Dalam riwayat lain disebutkan, “Barangsiapa menetapkan dua harga dalam satu penjualan, maka hendaklah ia mengambil harga yang terendah atau ia mengambil riba!” (Hasan, HR Abu Dawud [3461], al-Hakim [II/45], Ibnu Hibban [4974], al-Baihaqi [V/343] dan Ibnu Abi Syaibah [VI/120]).
Dari ‘Abdullah bin ‘Amr bin al-‘Ash r.a, ia berkata, “Bahwasanya Rasulullah saw. melarang jual beli dengan salaf (pinjaman), melarang dua penjualan dalam satu transaksi dan melarang menjual sesuatu yang tidak ada padamu,” (Hasan, HR Ahmad [II/174 dan 205] dan al-Baihaqi [V/343]).
‘Abdullah bin Mas’ud r.a. berkata, “Dua harga penjualan dalam satu transaksi adalah riba,” (Shahih mauquf, HR ‘Abdurrazzaq [14636] dan Ibnu Abi Syaibah [VI/19]).
Kandungan Bab:
- Tafsiran dua harga dalam satu penjualan adalah penjual berkata kepada pembeli, “Kontan harganya sekian, kredit harganya sekian.” Tafsiran ini telah dinukil secara shahih dari:
- Simak bin Harb perawi hadits ini dari ‘Abdurrahman bin ‘Abdillah bin Mas’ud, disebutkan dalam riwayat Ahmad [I/198] dan Ibnu Abi Syaibah [VI/119]).
- Abdul Wahhab bin ‘Atha’, ia berkata, “Aku jual kepadamu kontan dengan harga sepuluh dinar atau kredit dengan harga dua puluh dinar.” Disebutkan dalam riwayat al-Baihaqi [V/343]).
- Ayyub meriwayatkan dari Ibnu Sirin bahwa ia membenci pedagang yang berkata, “Aku jual kepadamu sepuluh dinar kontan atau lima belas dinar kredit.” Disebutkan dalam riwayat ‘Abdurrazzaq dengan sanad yang shahih [14630]).

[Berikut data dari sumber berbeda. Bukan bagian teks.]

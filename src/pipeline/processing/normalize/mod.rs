use serde_json::Value;
use std::collections::HashSet;

use crate::constants::{MAX_RATING, UNKNOWN_NAME};
use crate::pipeline::processing::classify::classify;
use crate::types::{Category, Coordinates, Persona, RawRecord};

pub(crate) mod fields;

use fields::{first_count, first_number, first_text};

/// Convert one raw professional record into a canonical [`Persona`].
///
/// The two upstream backends disagree on field names (`name`/`title`,
/// `rating`/`totalScore`, `portfolio`/`url`/`website`, ...). For every field
/// the candidates are tried in a fixed order and the first usable value wins;
/// when none is usable the field takes its default. This never fails.
///
/// `fallback_index` becomes the id when the record carries none, normally the
/// record's position in the feed.
pub fn normalize(raw: &RawRecord, fallback_index: usize) -> Persona {
    let id = first_text(raw, &["id"]).unwrap_or_else(|| fallback_index.to_string());

    let name = first_text(raw, &["name", "title"]).unwrap_or_else(|| UNKNOWN_NAME.to_string());

    let rating = first_number(raw, &["rating", "totalScore"])
        .map(|r| r.clamp(0.0, MAX_RATING))
        .unwrap_or(0.0);

    Persona {
        id,
        name,
        category: extract_category(raw),
        rating,
        location: first_text(raw, &["location", "address"]).unwrap_or_default(),
        contact: first_text(raw, &["contact", "phone"]).unwrap_or_default(),
        review_count: first_count(raw, &["reviews"]).unwrap_or(0),
        portfolio_url: first_text(raw, &["portfolio", "url", "website"]),
        image_url: first_text(raw, &["image", "photoUrl"]),
        coordinates: extract_coordinates(raw),
    }
}

/// Normalize a whole feed response, using each record's position as its fallback id.
///
/// Ids are unique within the result: a record whose id was already taken by an
/// earlier one is suffixed with `-<position>`.
pub fn normalize_batch(records: &[RawRecord]) -> Vec<Persona> {
    let mut seen = HashSet::with_capacity(records.len());
    records
        .iter()
        .enumerate()
        .map(|(index, raw)| {
            let mut persona = normalize(raw, index);
            let mut candidate = persona.id.clone();
            let mut attempt = 0;
            while seen.contains(&candidate) {
                attempt += 1;
                candidate = match attempt {
                    1 => format!("{}-{}", persona.id, index),
                    n => format!("{}-{}-{}", persona.id, index, n),
                };
            }
            seen.insert(candidate.clone());
            persona.id = candidate;
            persona
        })
        .collect()
}

/// `type` when present, otherwise the classified `categoryName`.
fn extract_category(raw: &RawRecord) -> Category {
    first_text(raw, &["type"])
        .or_else(|| first_text(raw, &["categoryName"]))
        .map(|label| classify(&label))
        .unwrap_or_else(|| classify(""))
}

/// Flat `lat`/`lng`, then `latitude`/`longitude`, then the nested
/// `location: {lat, lng}` object some scrapers emit.
fn extract_coordinates(raw: &RawRecord) -> Option<Coordinates> {
    fn pair(data: &Value, lat_key: &str, lng_key: &str) -> Option<Coordinates> {
        let lat = first_number(data, &[lat_key])?;
        let lng = first_number(data, &[lng_key])?;
        Some(Coordinates::new(lat, lng))
    }

    pair(raw, "lat", "lng")
        .or_else(|| pair(raw, "latitude", "longitude"))
        .or_else(|| raw.get("location").and_then(|loc| pair(loc, "lat", "lng")))
        .filter(|c| (-90.0..=90.0).contains(&c.lat) && (-180.0..=180.0).contains(&c.lng))
}
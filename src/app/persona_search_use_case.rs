use serde_json::Value;
use std::sync::Arc;
use tracing::{debug, info, instrument, warn};

use crate::app::ports::{DirectoryFeedPort, RefreshTriggerPort};
use crate::app::sequencer::{RequestSequencer, RequestToken};
use crate::error::{MapError, Result};
use crate::observability::metrics;
use crate::pipeline::filter::{filter, map_pins};
use crate::pipeline::normalize::normalize_batch;
use crate::types::{FilterState, MapPin, Persona};

const REFRESH_OK_MESSAGE: &str = "New data has been added to the database";

/// Normalized personas for one postal code, tagged with the request that produced them
#[derive(Debug, Clone)]
pub struct PersonaSearchResponse {
    pub token: RequestToken,
    pub postal_code: String,
    pub personas: Vec<Persona>,
}

/// The persona list currently on display plus the filter applied to it
#[derive(Debug, Clone, Default)]
pub struct PersonaBoard {
    pub postal_code: Option<String>,
    pub personas: Vec<Persona>,
    pub filter: FilterState,
}

impl PersonaBoard {
    pub fn new() -> Self {
        Self::default()
    }

    /// The personas that pass the current filter, in feed order
    pub fn visible(&self) -> Vec<Persona> {
        filter(&self.personas, &self.filter)
    }

    /// Map pins for the visible personas that have coordinates
    pub fn pins(&self) -> Vec<MapPin> {
        map_pins(&self.visible())
    }

    pub fn set_filter(&mut self, filter: FilterState) {
        self.filter = filter;
    }

    fn replace(&mut self, postal_code: String, personas: Vec<Persona>) {
        self.postal_code = Some(postal_code);
        self.personas = personas;
    }
}

/// Fetches, normalizes and publishes professional personas for a postal code,
/// and triggers upstream rescans.
pub struct PersonaSearch {
    directory: Arc<dyn DirectoryFeedPort>,
    refresh: Arc<dyn RefreshTriggerPort>,
    sequencer: RequestSequencer,
}

impl PersonaSearch {
    pub fn new(directory: Arc<dyn DirectoryFeedPort>, refresh: Arc<dyn RefreshTriggerPort>) -> Self {
        Self {
            directory,
            refresh,
            sequencer: RequestSequencer::new(),
        }
    }

    /// Fetch and normalize the directory records for `postal_code`.
    ///
    /// The response carries a request token; hand it to [`PersonaSearch::apply`]
    /// so a response overtaken by a newer search is dropped.
    #[instrument(skip(self))]
    pub async fn search(&self, postal_code: &str) -> Result<PersonaSearchResponse> {
        let postal_code = require_postal_code(postal_code)?;
        let token = self.sequencer.issue();
        debug!(token = token.value(), "Issued persona search");

        let records = self.directory.fetch_records(postal_code).await?;
        let personas = normalize_batch(&records);
        metrics::personas::batch_normalized(personas.len());

        if personas.is_empty() {
            info!("No professionals found");
        } else {
            info!("Found {} professionals", personas.len());
        }

        Ok(PersonaSearchResponse {
            token,
            postal_code: postal_code.to_string(),
            personas,
        })
    }

    /// Publish a search response onto the board unless a newer search has
    /// been issued since. Returns whether the board changed.
    pub fn apply(&self, board: &mut PersonaBoard, response: PersonaSearchResponse) -> bool {
        if !self.sequencer.is_current(response.token) {
            metrics::requests::superseded("personas");
            debug!(token = response.token.value(), "Dropping superseded persona response");
            return false;
        }
        board.replace(response.postal_code, response.personas);
        true
    }

    /// Search and apply in one step.
    pub async fn search_into(&self, board: &mut PersonaBoard, postal_code: &str) -> Result<bool> {
        let response = self.search(postal_code).await?;
        Ok(self.apply(board, response))
    }

    /// Ask the upstream source to rescan `postal_code`. Returns the upstream
    /// success message; a truthy `error` member in the reply becomes
    /// [`MapError::RefreshFailed`] with that message.
    #[instrument(skip(self))]
    pub async fn refresh(&self, postal_code: &str) -> Result<String> {
        let postal_code = require_postal_code(postal_code)?;
        info!("Triggering upstream rescan");

        let reply = self.refresh.trigger_refresh(postal_code).await?;

        if let Some(error) = reply.get("error").filter(|e| is_truthy(e)) {
            let message = match error {
                Value::String(s) => s.clone(),
                other => other.to_string(),
            };
            warn!("Rescan rejected: {}", message);
            return Err(MapError::RefreshFailed { message });
        }

        let message = reply
            .get("message")
            .and_then(|m| m.as_str())
            .unwrap_or(REFRESH_OK_MESSAGE)
            .to_string();
        info!("Rescan completed");
        Ok(message)
    }
}

/// `null`, `false`, `""`, `0` and `NaN` count as absent.
fn is_truthy(value: &Value) -> bool {
    match value {
        Value::Null => false,
        Value::Bool(b) => *b,
        Value::Number(n) => n.as_f64().map_or(true, |n| n != 0.0 && !n.is_nan()),
        Value::String(s) => !s.is_empty(),
        Value::Array(_) | Value::Object(_) => true,
    }
}

fn require_postal_code(postal_code: &str) -> Result<&str> {
    let postal_code = postal_code.trim();
    if postal_code.is_empty() {
        metrics::requests::rejected_empty_query("pincode");
        return Err(MapError::EmptyQuery { what: "pincode" });
    }
    Ok(postal_code)
}

#[cfg(test)]
mod tests {
    use super::*;
    use crate::types::{Category, CategoryFilter, RawRecord};
    use async_trait::async_trait;
    use serde_json::json;
    use std::sync::atomic::{AtomicUsize, Ordering};

    struct MockDirectory {
        records: Vec<RawRecord>,
        calls: AtomicUsize,
    }

    impl MockDirectory {
        fn new(records: Vec<RawRecord>) -> Self {
            Self {
                records,
                calls: AtomicUsize::new(0),
            }
        }
    }

    #[async_trait]
    impl DirectoryFeedPort for MockDirectory {
        async fn fetch_records(&self, _postal_code: &str) -> Result<Vec<RawRecord>> {
            self.calls.fetch_add(1, Ordering::SeqCst);
            Ok(self.records.clone())
        }
    }

    struct MockRefresh {
        reply: serde_json::Value,
    }

    #[async_trait]
    impl RefreshTriggerPort for MockRefresh {
        async fn trigger_refresh(&self, _postal_code: &str) -> Result<serde_json::Value> {
            Ok(self.reply.clone())
        }
    }

    fn search_with(records: Vec<RawRecord>, reply: serde_json::Value) -> (PersonaSearch, Arc<MockDirectory>) {
        let directory = Arc::new(MockDirectory::new(records));
        let search = PersonaSearch::new(directory.clone(), Arc::new(MockRefresh { reply }));
        (search, directory)
    }

    #[tokio::test]
    async fn test_search_normalizes_records() {
        let (search, _) = search_with(
            vec![
                json!({ "title": "Jane Doe", "totalScore": 4.6, "categoryName": "Interior Design" }),
                json!({ "name": "Frame Works", "type": "photographer", "rating": 4.9 }),
            ],
            json!({}),
        );

        let mut board = PersonaBoard::new();
        assert!(search.search_into(&mut board, " 560038 ").await.unwrap());

        assert_eq!(board.postal_code.as_deref(), Some("560038"));
        assert_eq!(board.personas.len(), 2);
        assert_eq!(board.personas[0].category, Category::Designer);

        board.set_filter(FilterState::new(CategoryFilter::Only(Category::Photographer), 4.5));
        let visible = board.visible();
        assert_eq!(visible.len(), 1);
        assert_eq!(visible[0].name, "Frame Works");
    }

    #[tokio::test]
    async fn test_empty_postal_code_makes_no_request() {
        let (search, directory) = search_with(vec![json!({})], json!({}));

        let err = search.search("  ").await.unwrap_err();
        assert!(err.is_user_input());
        assert_eq!(directory.calls.load(Ordering::SeqCst), 0);

        let err = search.refresh("").await.unwrap_err();
        assert!(matches!(err, MapError::EmptyQuery { what: "pincode" }));
    }

    #[tokio::test]
    async fn test_superseded_response_is_dropped() {
        let (search, _) = search_with(vec![json!({ "name": "Anyone" })], json!({}));
        let mut board = PersonaBoard::new();

        let stale = search.search("110001").await.unwrap();
        let fresh = search.search("400001").await.unwrap();

        // Fresh answer lands first, the stale one arrives late
        assert!(search.apply(&mut board, fresh));
        assert!(!search.apply(&mut board, stale));
        assert_eq!(board.postal_code.as_deref(), Some("400001"));
    }

    #[tokio::test]
    async fn test_refresh_success_and_failure() {
        let (search, _) = search_with(Vec::new(), json!({ "status": "ok" }));
        assert_eq!(search.refresh("560038").await.unwrap(), REFRESH_OK_MESSAGE);

        let (search, _) = search_with(Vec::new(), json!({ "message": "Scraped 14 places" }));
        assert_eq!(search.refresh("560038").await.unwrap(), "Scraped 14 places");

        let (search, _) = search_with(Vec::new(), json!({ "error": "Actor run failed" }));
        match search.refresh("560038").await {
            Err(MapError::RefreshFailed { message }) => assert_eq!(message, "Actor run failed"),
            other => panic!("expected refresh failure, got {:?}", other),
        }
    }

    #[tokio::test]
    async fn test_falsy_error_member_is_success() {
        for error in [json!(null), json!(false), json!(""), json!(0)] {
            let (search, _) = search_with(Vec::new(), json!({ "error": error }));
            assert_eq!(search.refresh("560038").await.unwrap(), REFRESH_OK_MESSAGE);
        }

        let (search, _) = search_with(Vec::new(), json!({ "error": true }));
        match search.refresh("560038").await {
            Err(MapError::RefreshFailed { message }) => assert_eq!(message, "true"),
            other => panic!("expected refresh failure, got {:?}", other),
        }
    }
}
// Observability: metrics recorded by the application layer

pub mod metrics;
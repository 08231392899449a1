// Application layer: use cases wiring the pure pipeline to the upstream ports

pub mod heatmap_use_case;
pub mod persona_search_use_case;
pub mod ports;
pub mod resolve_use_case;
pub mod sequencer;
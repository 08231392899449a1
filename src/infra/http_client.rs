use reqwest::Client;
use std::time::Duration;

use crate::constants::DEFAULT_USER_AGENT;
use crate::error::{MapError, Result};
use crate::observability::metrics;

/// Shared client construction for the upstream feeds
pub fn build_client(timeout_seconds: u64, user_agent: Option<&str>) -> Result<Client> {
    Client::builder()
        .timeout(Duration::from_secs(timeout_seconds))
        .user_agent(user_agent.unwrap_or(DEFAULT_USER_AGENT))
        .gzip(true)
        .build()
        .map_err(MapError::from)
}

/// Wrap a transport/status/decode failure as an unavailable feed and count it.
pub(crate) fn feed_error(feed: &'static str) -> impl Fn(reqwest::Error) -> MapError {
    move |e| {
        metrics::feeds::request_failed(feed);
        MapError::feed_unavailable(feed, e.to_string())
    }
}

/// Join a base URL and a path without doubling or dropping the slash.
pub(crate) fn endpoint(base_url: &str, path: &str) -> String {
    format!("{}/{}", base_url.trim_end_matches('/'), path.trim_start_matches('/'))
}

- Thawus berkata, “Jika penjual berkata barang ini harganya sekian dalam jangka waktu sekian atau harganya sekian dalam jangka waktu sekian. Lalu transaksi jual beli dilakukan, maka yang berlaku adalah harga yang paling rendah dengan jangka waktu yang paling panjang.” Disebutkan dalam riwayat ‘Abdurrazzaq dengan sanad yang shahih [14631]).
- Sufyan ats-Tsauri berkata, “Jika engkau katakan, ‘Aku jual barang ini kontan dengan harga sekian atau kredit dengan harga sekian. Lalu si pembeli jadi mengambil barang tersebut, maka ia bebas memilih salah satu dari harga di atas selama belum ditetapkan salah satu dari dua harga itu. Jika terjadi transaksi dalam bentuk seperti ini, maka hukumnya makruh. Itulah yang disebut dua harga dalam satu penjualan dan hukumnya tertolak. Dan inilah yang dilarang oleh syariat. Jika engkau masih mendapati barangmu itu, maka ambillah kembali. Jika ternyata sudah dipakai, maka hendaklah kamu mengambil harga yang paling rendah dengan jangka waktu yang paling lama.” Riwayat ini disebutkan dalam riwayat ‘Abdurrazzaq (14632).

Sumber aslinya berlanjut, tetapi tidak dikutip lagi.